Chief Judge of the United States District Court for the Middle District of Florida
- In office 1982–1989
- Preceded by: Ben Krentzman
- Succeeded by: George C. Carr

Judge of the United States District Court for the Middle District of Florida
- In office December 15, 1971 – May 2, 1999
- Appointed by: Richard Nixon
- Preceded by: Joseph Patrick Lieb
- Succeeded by: James D. Whittemore

Personal details
- Born: April 28, 1934 Lake Wales, Florida
- Died: January 4, 2022 (aged 87)
- Education: University of Florida (BSBA, JD)

= William Terrell Hodges =

American judge (1934–2022)

William Terrell Hodges (April 28, 1934 – January 4, 2022) was a United States district judge of the United States District Court for the Middle District of Florida.

==Education and career==

Born on April 28, 1934, in Lake Wales, Florida, Hodges received a Bachelor of Science in Business Administration from the University of Florida in 1956, and a Juris Doctor from its Fredric G. Levin College of Law in 1958. He was in private practice of law in Tampa, Florida from 1958 to 1971. He was an Instructor in business at the University of South Florida from 1961 to 1966.
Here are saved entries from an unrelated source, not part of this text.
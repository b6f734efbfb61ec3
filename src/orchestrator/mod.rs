//! Generation orchestrator module - retry state machine and its states

pub mod runner;
pub mod state;

pub use runner::Orchestrator;
pub use state::{OrchestratorState, Phase, RetryPolicy};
==Federal judicial service==

Hodges was nominated by President Richard Nixon on December 8, 1971, to the United States District Court for the Middle District of Florida, to a seat vacated by Judge Joseph Patrick Lieb. He was confirmed by the United States Senate on December 11, 1971, and received his commission on December 15, 1971. He served as Chief Judge from 1982 to 1989. Hodges was the Chair of the Judicial Panel on Multidistrict Litigation until June 13, 2007, when his term on that body ended. He assumed senior status on May 2, 1999. Through 2018, he was a member of the Committee on Court Administration and Case Management (CACM) of the Judicial Conference of the United States, which he chaired through October 1, 2018. Hodges died on January 4, 2022.

==Notable case==
Hodges presided over the 2008 trial of celebrity actor Wesley Snipes for failure to file personal income tax returns (not to be confused with tax evasion). Snipes was convicted on three misdemeanor charges, however Judge Hodges sentenced Snipes to three years in prison and an additional year of probation.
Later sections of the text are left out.